Hier, le Président de la République a autorisé le
présentation aux Chambres du projet de loi « Réorganisation
Loi n° 84 du 28 janvier 1994 sur la gouvernance
port et relance des investissements dans les infrastructures stratégiques
du transport maritime d’intérêt général » qui présente
quelques modifications par rapport à la version approuvée à la fin de l’année par le
Conseil des ministres
(
de
22
décembre 2025), à partir de l’identification de la
les infrastructures stratégiques du secteur portuaire à construire par
qui avait auparavant été confiée au ministre de la Justice,
Infrastructures et Transports en accord avec le Ministre
d’économie et de finance, après avoir entendu la Conférence nationale de
coordination des autorités du système portuaire et de la
Comité interministériel pour les politiques maritimes, alors que dans le
la version passée par le Quirinale est attendue
l’adoption d’un Plan national d’interventions pour les infrastructures
transport maritime d’intérêt général et
pertinence internationale et nationale sur proposition du ministère des Affaires étrangères
Infrastructures et Transports en accord avec le ministère
d’économie et de finance, après avoir entendu la Conférence nationale de
la coordination des autorités portuaires et du CIPOM. Une variation apparemment
de peu d’importance qui, cependant, semble destinée à atténuer
l’initiative politique du ministre et la mise en avant de la rédaction
document technique/administratif du document.

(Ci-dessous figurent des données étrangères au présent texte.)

//! The five-stage instruction pipeline.
//!
//! Fetch, decode, execute, memory-access and write-back run as concurrent
//! threads linked by single-token latches. Forwarding and load-use hazards
//! are handled by the hazard unit; control-flow changes are handled by epoch
//! tagging and a front flush.

/// Per-stage instruction operations and the shared stage context.
pub mod control;

/// The per-dispatch engine: stage threads, drain discipline, watchdog.
pub mod engine;

/// Forwarding tables, load-use marker and branch epoch.
pub mod hazards;

/// Single-token inter-stage latches (IF/ID, ID/EX, EX/MEM, MEM/WB).
pub mod latch;

/// Pipeline tokens and the decoded-instruction record.
pub mod token;

pub use engine::{run, BurstResult};
pub use hazards::HazardUnit;
pub use latch::{StageLatch, StageLatches};
pub use token::{DecodedInstruction, PipelineToken};
//! Integration tests for the memory hierarchy: translation, paging, swap
//! and the process-tagged L1.

use std::sync::Arc;

use mips_simulator::config::SystemConfig;
use mips_simulator::isa::END_SENTINEL;
use mips_simulator::mem::MemoryHierarchy;
use mips_simulator::process::{MemWeights, Pcb};

/// Two frames of main memory, four swap slots, a small cache.
fn create_small_config() -> SystemConfig {
    let mut config = SystemConfig::default();
    config.main_memory.total = 512;
    config.main_memory.page_size = 256;
    config.secondary_memory.total = 1024;
    config.cache.size = 2;
    config.cache.line_size = 16;
    config
}

fn create_process(mem: &MemoryHierarchy, pid: u32) -> Arc<Pcb> {
    let pcb = Arc::new(Pcb::new(pid, &format!("mem-test-{}", pid), MemWeights::default()));
    mem.register_process(Arc::clone(&pcb));
    pcb
}

/// Write-then-read returns the written word.
#[test]
fn test_write_read_round_trip() {
    let mem = MemoryHierarchy::new(&SystemConfig::default());
    let pcb = create_process(&mem, 1);

    mem.write(0x10, 12345, &pcb).unwrap();
    assert_eq!(mem.read(0x10, &pcb).unwrap(), 12345);
}

/// A fresh page reads as the END sentinel so uninitialized fetches halt.
#[test]
fn test_fresh_page_is_sentinel_filled() {
    let mem = MemoryHierarchy::new(&SystemConfig::default());
    let pcb = create_process(&mem, 1);

    assert_eq!(mem.read(0x300, &pcb).unwrap(), END_SENTINEL);
}

/// Touching a third page with two frames forces a swap-out; touching the
/// evicted page again restores its bytes exactly.
#[test]
fn test_page_fault_with_swap_restores_contents() {
    let config = create_small_config();
    let mem = MemoryHierarchy::new(&config);
    let pcb = create_process(&mem, 1);

    // Fill page 0 and page 1 with distinct patterns.
    for i in 0..4 {
        mem.write(i * 4, 100 + i, &pcb).unwrap();
        mem.write(0x100 + i * 4, 200 + i, &pcb).unwrap();
    }
    assert_eq!(mem.frames_owned_by(1), 2);
    assert_eq!(mem.swap_slots_of(1), 0);

    // Page 2 evicts one of the first two into swap.
    mem.write(0x200, 999, &pcb).unwrap();
    assert_eq!(mem.frames_owned_by(1), 2);
    assert_eq!(mem.swap_slots_of(1), 1);
    assert_eq!(pcb.resident_pages(), 2);

    // Both original pages must still read back exactly, whichever was
    // evicted (reading it swaps it back in).
    for i in 0..4 {
        assert_eq!(mem.read(i * 4, &pcb).unwrap(), 100 + i);
    }
    for i in 0..4 {
        assert_eq!(mem.read(0x100 + i * 4, &pcb).unwrap(), 200 + i);
    }
    assert_eq!(mem.read(0x200, &pcb).unwrap(), 999);
}

/// Repeated reads of an unchanging address return identical values across
/// intervening evictions.
#[test]
fn test_repeated_reads_stable_across_evictions() {
    let config = create_small_config();
    let mem = MemoryHierarchy::new(&config);
    let pcb = create_process(&mem, 1);

    mem.write(0x20, 4242, &pcb).unwrap();
    for round in 0..5 {
        // Churn two other pages to force eviction traffic.
        mem.write(0x100 + round * 4, round, &pcb).unwrap();
        mem.write(0x200 + round * 4, round, &pcb).unwrap();
        assert_eq!(mem.read(0x20, &pcb).unwrap(), 4242, "round {}", round);
    }
}

/// Per-process isolation: the same logical address maps to different
/// frames and different contents for different processes.
#[test]
fn test_process_isolation() {
    let mem = MemoryHierarchy::new(&SystemConfig::default());
    let p1 = create_process(&mem, 1);
    let p2 = create_process(&mem, 2);

    mem.write(0x40, 111, &p1).unwrap();
    mem.write(0x40, 222, &p2).unwrap();

    assert_eq!(mem.read(0x40, &p1).unwrap(), 111);
    assert_eq!(mem.read(0x40, &p2).unwrap(), 222);
}

/// The count of valid page-table entries always matches the frames the
/// process owns in the frame table.
#[test]
fn test_page_table_matches_frame_ownership() {
    let config = create_small_config();
    let mem = MemoryHierarchy::new(&config);
    let p1 = create_process(&mem, 1);
    let p2 = create_process(&mem, 2);

    mem.write(0x000, 1, &p1).unwrap();
    assert_eq!(p1.resident_pages(), mem.frames_owned_by(1));

    mem.write(0x100, 2, &p2).unwrap();
    assert_eq!(p1.resident_pages(), mem.frames_owned_by(1));
    assert_eq!(p2.resident_pages(), mem.frames_owned_by(2));

    // Evict p1's page by giving p2 another one.
    mem.write(0x200, 3, &p2).unwrap();
    assert_eq!(p1.resident_pages(), mem.frames_owned_by(1));
    assert_eq!(p2.resident_pages(), mem.frames_owned_by(2));
}

/// Eviction with an exhausted swap pool fails with OutOfSwap.
#[test]
fn test_out_of_swap_error() {
    let mut config = create_small_config();
    config.secondary_memory.total = 0;
    let mem = MemoryHierarchy::new(&config);
    let pcb = create_process(&mem, 1);

    mem.write(0x000, 1, &pcb).unwrap();
    mem.write(0x100, 2, &pcb).unwrap();

    let err = mem.write(0x200, 3, &pcb).unwrap_err();
    assert!(err.to_string().contains("swap"), "got: {}", err);
}

/// Freeing a finished process releases frames and swap slots; freeing it
/// again is a no-op.
#[test]
fn test_free_process_is_idempotent() {
    let config = create_small_config();
    let mem = MemoryHierarchy::new(&config);
    let pcb = create_process(&mem, 1);

    for page in 0..3 {
        mem.write(page * 0x100, page, &pcb).unwrap();
    }
    assert_eq!(mem.frames_owned_by(1), 2);
    assert_eq!(mem.swap_slots_of(1), 1);

    mem.free_process(&pcb);
    assert_eq!(mem.frames_owned_by(1), 0);
    assert_eq!(mem.swap_slots_of(1), 0);
    assert_eq!(pcb.resident_pages(), 0);

    mem.free_process(&pcb);
    assert_eq!(mem.frames_owned_by(1), 0);

    // The freed frames are reusable by another process.
    let p2 = create_process(&mem, 2);
    mem.write(0x000, 7, &p2).unwrap();
    assert_eq!(mem.read(0x000, &p2).unwrap(), 7);
    assert_eq!(mem.frames_owned_by(2), 1);
}

/// LRU frame policy keeps the recently touched page resident.
#[test]
fn test_lru_frame_policy_keeps_hot_page() {
    let mut config = create_small_config();
    config.main_memory.policy = 1;
    let mem = MemoryHierarchy::new(&config);
    let pcb = create_process(&mem, 1);

    mem.write(0x000, 10, &pcb).unwrap(); // page 0
    mem.write(0x100, 20, &pcb).unwrap(); // page 1
    mem.read(0x000, &pcb).unwrap(); // page 0 is now most recent

    mem.write(0x200, 30, &pcb).unwrap(); // evicts page 1, not page 0

    let table = pcb.page_table.lock().unwrap();
    assert!(table.get(&0).unwrap().valid, "hot page evicted under LRU");
    assert!(!table.get(&1).unwrap().valid, "cold page kept under LRU");
}

/// Per-process cache hit/miss counters are split by read and write.
#[test]
fn test_cache_counters_split_by_access_kind() {
    let mem = MemoryHierarchy::new(&SystemConfig::default());
    let pcb = create_process(&mem, 1);

    mem.write(0x10, 5, &pcb).unwrap(); // write miss (allocate)
    mem.write(0x10, 6, &pcb).unwrap(); // write hit
    mem.read(0x10, &pcb).unwrap(); // read hit
    mem.read(0x300, &pcb).unwrap(); // read miss

    use std::sync::atomic::Ordering;
    let c = &pcb.counters;
    assert_eq!(c.cache_write_misses.load(Ordering::Relaxed), 1);
    assert_eq!(c.cache_write_hits.load(Ordering::Relaxed), 1);
    assert_eq!(c.cache_read_hits.load(Ordering::Relaxed), 1);
    assert_eq!(c.cache_read_misses.load(Ordering::Relaxed), 1);
    assert_eq!(c.cache_accesses.load(Ordering::Relaxed), 4);
    assert_eq!(c.mem_reads.load(Ordering::Relaxed), 2);
    assert_eq!(c.mem_writes.load(Ordering::Relaxed), 2);
}

/// Memory cycles accumulate the configured per-level weights.
#[test]
fn test_memory_cycle_weights() {
    let mem = MemoryHierarchy::new(&SystemConfig::default());
    let weights = MemWeights {
        cache: 2,
        primary: 7,
        secondary: 11,
    };
    let pcb = Arc::new(Pcb::new(3, "weights", weights));
    mem.register_process(Arc::clone(&pcb));

    mem.write(0x10, 1, &pcb).unwrap();

    use std::sync::atomic::Ordering;
    let cycles = pcb.counters.memory_cycles.load(Ordering::Relaxed);
    // One cache access plus the line fill from primary memory.
    let fill_words = SystemConfig::default().cache.words_per_line() as u64;
    assert_eq!(cycles, 2 + 7 * fill_words);
}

Concernant la nouvelle société par actions
la constitution appelée Porti d’Italia Spa, qui deviendrait la
du système portuaire italien, la nouvelle version
de la proposition prévoit une forte réduction du capital social. Si
auparavant, le ministère de l’Économie et de l’Économie était autorisé
Financement pour participer au capital social et renforcer le
Dotation de l’entreprise à la concurrence
de 500 millions d’euros, issus de l’excédent de
administration disponible des autorités du système
à signer et à payer même à plusieurs étapes et pour
Augmentations ultérieures du capital ou de la dotation en capital, le
La nouvelle version du texte prévoit que le capital social est fixe
en 10 millions d’euros et, à cette fin, la dépense de
Un million d’euros pour l’année 2026 et neuf millions d’euros pour
L’année 2027. De plus, il est prévu que le ministère de l’Économie et
de Finance est autorisée à souscrire et à verser le capital
même en plusieurs phases, même si ce n’est pas attendu
expressément l’utilisation du surplus administratif des autorités portuaires.